Edward Ray Goetz (June 12, 1886 – June 12, 1954) was an American composer, lyricist, playwright, theatre director, and theatrical producer. A Tin Pan Alley songwriter, he published more than 500 songs during his career, many of them originally written for the New York stage. His songs were recorded by several artists, including Judy Garland, Al Jolson, and Blossom Seeley. He was active as both a lyricist and composer for Broadway musicals from 1906 through to 1930, collaborating with artists like George Gershwin, Cole Porter, Sigmund Romberg, and A. Baldwin Sloane to create material for the theatre.

Beginning with the musical Hitchy-Koo of 1917, he produced several of the musicals and plays he was creatively involved in up until the 1930-1931 Broadway season, when he produced his final stage work, Porter's The New Yorkers, for which he created the story and served as director. He authored the play The Lady of the Orchids which he produced on Broadway in 1928. He produced and served as production supervisor of Herbert Fields and Porter's 1929 musical Fifty Million Frenchmen which was adapted by Warner Brothers into a 1930 film of the same name.

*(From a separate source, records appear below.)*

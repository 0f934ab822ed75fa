//! Virtual node definitions.
//!
//! Nodes pass through two phases. The *description* phase ([`Node`]) is what
//! the tree builder produces: tags, props, and unresolved children, with no
//! live-tree footprint. The *materialized* phase ([`VNode`]) is the frozen
//! snapshot the reconciler diffs: resolved children (`vchildren`) plus the
//! host node and [`Anchor`] the snapshot occupies. A snapshot's children are
//! resolved exactly once, when the snapshot is created, and never recomputed.

use compact_str::CompactString;
use pentimento_tela::{NodeId, TreeSink};

use super::anchor::Anchor;
use super::component::ComponentHandle;
use super::props::{PropValue, Props};

/// A declarative description of one node, as produced by the tree builder.
#[derive(Debug, Clone)]
pub enum Node {
    /// Primitive element
    Element(ElementNode),
    /// Literal text
    Text(TextNode),
    /// User component instance
    Component(ComponentHandle),
}

impl Node {
    /// The component handle, when this description is a component.
    pub fn as_component(&self) -> Option<&ComponentHandle> {
        match self {
            Node::Component(handle) => Some(handle),
            _ => None,
        }
    }
}

/// Description of a primitive element.
#[derive(Debug, Clone)]
pub struct ElementNode {
    pub(crate) tag: CompactString,
    pub(crate) props: Props,
    pub(crate) children: Vec<Node>,
}

impl ElementNode {
    pub(crate) fn new(tag: CompactString) -> Self {
        Self {
            tag,
            props: Props::new(),
            children: Vec::new(),
        }
    }

    /// Store a property.
    pub fn set_attribute(&mut self, name: &str, value: PropValue) {
        self.props.set(name, value);
    }

    /// Append a child description.
    pub fn append_child(&mut self, child: Node) {
        self.children.push(child);
    }

    /// Element tag.
    pub fn tag(&self) -> &str {
        &self.tag
    }
}

/// Description of a text node.
#[derive(Debug, Clone)]
pub struct TextNode {
    pub(crate) content: CompactString,
}

impl TextNode {
    /// Text content.
    pub fn content(&self) -> &str {
        &self.content
    }
}

/// A materialized virtual node: the unit of comparison during reconciliation.
///
/// Component boundaries stay visible in the snapshot tree; the runtime behind
/// the handle owns its own rendered snapshot, which the reconciler flattens
/// through on demand.
#[derive(Debug)]
pub enum VNode {
    /// Element snapshot
    Element(VElement),
    /// Text snapshot
    Text(VText),
    /// Component boundary
    Component(ComponentHandle),
}

/// Element snapshot.
#[derive(Debug)]
pub struct VElement {
    pub(crate) tag: CompactString,
    pub(crate) props: Props,
    pub(crate) vchildren: Vec<VNode>,
    pub(crate) host: Option<NodeId>,
    pub(crate) anchor: Option<Anchor>,
}

/// Text snapshot.
#[derive(Debug)]
pub struct VText {
    pub(crate) content: CompactString,
    pub(crate) host: Option<NodeId>,
    pub(crate) anchor: Option<Anchor>,
}

impl VNode {
    /// The anchor this snapshot currently occupies, if attached.
    pub fn anchor(&self) -> Option<Anchor> {
        match self {
            VNode::Element(el) => el.anchor,
            VNode::Text(text) => text.anchor,
            VNode::Component(handle) => handle.anchor(),
        }
    }

    /// The live root node of this snapshot, if attached.
    pub fn host(&self) -> Option<NodeId> {
        match self {
            VNode::Element(el) => el.host,
            VNode::Text(text) => text.host,
            VNode::Component(handle) => handle.host(),
        }
    }

    /// Resolved children of an element snapshot.
    pub fn vchildren(&self) -> &[VNode] {
        match self {
            VNode::Element(el) => &el.vchildren,
            _ => &[],
        }
    }

    /// Attach this snapshot to the live tree at `anchor`.
    ///
    /// An element builds its entire subtree detached, then swaps it into the
    /// anchor in one splice, so observers never see a half-built state. Must
    /// not be called on an already-attached snapshot.
    pub fn materialize(&mut self, tree: &mut impl TreeSink, anchor: Anchor) {
        match self {
            VNode::Text(text) => {
                debug_assert!(text.anchor.is_none(), "text snapshot already attached");
                let host = tree.create_text(&text.content);
                let mut anchor = anchor;
                anchor.replace_with(tree, host);
                text.host = Some(host);
                text.anchor = Some(anchor);
            }
            VNode::Element(el) => {
                debug_assert!(el.anchor.is_none(), "element snapshot already attached");
                let host = tree.create_element(&el.tag);
                for (name, value) in el.props.iter() {
                    match value {
                        PropValue::Text(value) => tree.set_attribute(host, name, value),
                        PropValue::Handler(handler) => {
                            tree.set_handler(host, name, handler.clone());
                        }
                    }
                }
                for (index, child) in el.vchildren.iter_mut().enumerate() {
                    child.materialize(tree, Anchor::collapsed(host, index));
                }
                let mut anchor = anchor;
                anchor.replace_with(tree, host);
                el.host = Some(host);
                el.anchor = Some(anchor);
            }
            VNode::Component(handle) => handle.materialize(tree, anchor),
        }
    }
}

/// Resolve a description into an unattached snapshot.
///
/// Element children are resolved depth-first; component boundaries are kept
/// as handles and render lazily at materialization.
pub fn resolve(node: &Node) -> VNode {
    match node {
        Node::Element(el) => VNode::Element(VElement {
            tag: el.tag.clone(),
            props: el.props.clone(),
            vchildren: el.children.iter().map(resolve).collect(),
            host: None,
            anchor: None,
        }),
        Node::Text(text) => VNode::Text(VText {
            content: text.content.clone(),
            host: None,
            anchor: None,
        }),
        Node::Component(handle) => VNode::Component(handle.clone()),
    }
}
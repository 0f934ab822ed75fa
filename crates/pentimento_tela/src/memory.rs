//! In-memory reference host.

use std::fmt::Write as _;

use compact_str::CompactString;
use rustc_hash::FxHashMap;
use smallvec::SmallVec;

use crate::sink::{EventHandler, NodeId, TreeSink};

/// Node payload variants in the memory host.
#[derive(Debug, Clone)]
pub enum MemoryKind {
    /// Element with a tag name
    Element { tag: CompactString },
    /// Text content
    Text { content: CompactString },
}

/// A node stored in the memory host.
#[derive(Debug)]
pub struct MemoryNode {
    /// Node payload
    pub kind: MemoryKind,
    /// Attributes in set order, unique names
    pub attributes: Vec<(CompactString, CompactString)>,
    /// Installed event handlers, unique names
    pub handlers: Vec<(CompactString, EventHandler)>,
    /// Child node IDs
    pub children: SmallVec<[NodeId; 4]>,
}

impl MemoryNode {
    fn element(tag: &str) -> Self {
        Self {
            kind: MemoryKind::Element { tag: tag.into() },
            attributes: Vec::new(),
            handlers: Vec::new(),
            children: SmallVec::new(),
        }
    }

    fn text(content: &str) -> Self {
        Self {
            kind: MemoryKind::Text {
                content: content.into(),
            },
            attributes: Vec::new(),
            handlers: Vec::new(),
            children: SmallVec::new(),
        }
    }
}

/// An in-memory live tree.
///
/// Nodes live in an arena keyed by [`NodeId`]; detached nodes stay in the
/// arena until a `splice` removes them from an attached parent, at which point
/// the whole removed subtree is released. A counter tracks every mutating
/// call so tests can assert that a pass touched nothing.
pub struct MemoryTree {
    nodes: FxHashMap<NodeId, MemoryNode>,
    next_id: NodeId,
    mutations: u64,
}

impl MemoryTree {
    /// Create an empty memory tree.
    pub fn new() -> Self {
        Self {
            nodes: FxHashMap::default(),
            next_id: 0,
            mutations: 0,
        }
    }

    fn alloc(&mut self, node: MemoryNode) -> NodeId {
        let id = self.next_id;
        self.next_id += 1;
        self.nodes.insert(id, node);
        id
    }

    /// Get a node by ID.
    pub fn get(&self, id: NodeId) -> Option<&MemoryNode> {
        self.nodes.get(&id)
    }

    /// Whether a node is still alive in the arena.
    pub fn contains(&self, id: NodeId) -> bool {
        self.nodes.contains_key(&id)
    }

    /// Tag of an element node.
    pub fn tag(&self, id: NodeId) -> Option<&str> {
        match &self.get(id)?.kind {
            MemoryKind::Element { tag } => Some(tag.as_str()),
            MemoryKind::Text { .. } => None,
        }
    }

    /// Content of a text node.
    pub fn text(&self, id: NodeId) -> Option<&str> {
        match &self.get(id)?.kind {
            MemoryKind::Text { content } => Some(content.as_str()),
            MemoryKind::Element { .. } => None,
        }
    }

    /// Look up an attribute value.
    pub fn attribute(&self, id: NodeId, name: &str) -> Option<&str> {
        self.get(id)?
            .attributes
            .iter()
            .find(|(n, _)| n == name)
            .map(|(_, v)| v.as_str())
    }

    /// Child IDs of a node.
    pub fn children(&self, id: NodeId) -> &[NodeId] {
        self.get(id).map(|n| n.children.as_slice()).unwrap_or(&[])
    }

    /// Number of nodes alive in the arena.
    pub fn node_count(&self) -> usize {
        self.nodes.len()
    }

    /// Total number of mutating sink calls so far.
    pub fn mutations(&self) -> u64 {
        self.mutations
    }

    /// Invoke the handler registered for `event` on `node`.
    ///
    /// Returns whether a handler was found.
    pub fn dispatch(&self, node: NodeId, event: &str) -> bool {
        let Some(handler) = self
            .get(node)
            .and_then(|n| n.handlers.iter().find(|(name, _)| name == event))
            .map(|(_, h)| h.clone())
        else {
            return false;
        };
        handler.call();
        true
    }

    /// Release a subtree from the arena.
    fn release(&mut self, id: NodeId) {
        let mut stack = vec![id];
        while let Some(current) = stack.pop() {
            if let Some(node) = self.nodes.remove(&current) {
                stack.extend(node.children.iter().copied());
            }
        }
    }

    /// Serialize a subtree to an HTML-like string, for snapshot assertions.
    pub fn to_string_tree(&self, id: NodeId) -> String {
        let mut out = String::new();
        self.write_node(id, &mut out);
        out
    }

    fn write_node(&self, id: NodeId, out: &mut String) {
        let Some(node) = self.get(id) else {
            let _ = write!(out, "<!missing {id}>");
            return;
        };
        match &node.kind {
            MemoryKind::Text { content } => out.push_str(content),
            MemoryKind::Element { tag } => {
                let _ = write!(out, "<{tag}");
                for (name, value) in &node.attributes {
                    let _ = write!(out, " {name}=\"{value}\"");
                }
                for (name, _) in &node.handlers {
                    let _ = write!(out, " @{name}");
                }
                out.push('>');
                for &child in &node.children {
                    self.write_node(child, out);
                }
                let _ = write!(out, "</{tag}>");
            }
        }
    }
}

impl Default for MemoryTree {
    fn default() -> Self {
        Self::new()
    }
}

impl TreeSink for MemoryTree {
    fn create_element(&mut self, tag: &str) -> NodeId {
        self.mutations += 1;
        self.alloc(MemoryNode::element(tag))
    }

    fn create_text(&mut self, content: &str) -> NodeId {
        self.mutations += 1;
        self.alloc(MemoryNode::text(content))
    }

    fn set_attribute(&mut self, node: NodeId, name: &str, value: &str) {
        self.mutations += 1;
        if let Some(node) = self.nodes.get_mut(&node) {
            if let Some(slot) = node.attributes.iter_mut().find(|(n, _)| n == name) {
                slot.1 = value.into();
            } else {
                node.attributes.push((name.into(), value.into()));
            }
        }
    }

    fn set_handler(&mut self, node: NodeId, name: &str, handler: EventHandler) {
        self.mutations += 1;
        if let Some(node) = self.nodes.get_mut(&node) {
            if let Some(slot) = node.handlers.iter_mut().find(|(n, _)| n == name) {
                slot.1 = handler;
            } else {
                node.handlers.push((name.into(), handler));
            }
        }
    }

    fn splice(&mut self, parent: NodeId, start: usize, end: usize, replacement: &[NodeId]) {
        self.mutations += 1;
        let removed: Vec<NodeId> = match self.nodes.get_mut(&parent) {
            Some(node) => {
                debug_assert!(start <= end && end <= node.children.len());
                node.children
                    .drain(start..end.min(node.children.len()))
                    .collect()
            }
            None => return,
        };
        for id in removed {
            self.release(id);
        }
        if let Some(node) = self.nodes.get_mut(&parent) {
            node.children.insert_from_slice(start, replacement);
        }
    }

    fn child_count(&self, parent: NodeId) -> usize {
        self.children(parent).len()
    }
}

His work as a songwriter was featured in the films For Me and My Gal (1942), Somebody Loves Me (1952), and The Greatest Show On Earth (1952), the latter of which resulted from his work as the lyricist for the Ringling Bros. and Barnum & Bailey Circus during the final three years of his life. Having never stopped working, he died in 1954.

==Life and career==

Born in Buffalo, New York, on June 12, 1886, Goetz was the son of a provision merchant. At the age of 16 he moved to New York City to pursue a career as a songwriter. He began writing songs for Ted Shapiro's Tin Pan Alley music publishing company. He studied music at Yale University and Columbia University; and was a pupil of composer Edward MacDowell at the latter institution.

Goetz was active as a lyricist and composer for Broadway musicals from 1906 through 1930. He contributed words and music to several musical revues, including the first Ziegfeld Follies (The Follies of 1907). Other musicals in which his work was featured included The Orchid (1907), The Gay White Way (1907), Two Islands (1907), The Prince Of Bohemia (1910), A Matinee Idol (1910), The Hen-Pecks (1911), The Never Homes (1911), Hanky Panky (1912), All Aboard (1913), Words and Music (1917), and George White's Scandals (1922). He was the lyricist for composer Sigmund Romberg's is 1915 musical Hands Up; to which he also contributed some music.

Beginning with Hitchy-Koo of 1917, Goetz began producing musicals and plays on Broadway. In addition to serving as producer of this musical, he also penned the musical book and served as lyricist with composer Raymond Hubbell writing the music. He produced several more musicals in which he contributed music and/or lyrics, including As You Were (1920), Little Miss Bluebeard (1923), and Cole Porter's Paris (1928), the latter of which included some musical material by Goetz.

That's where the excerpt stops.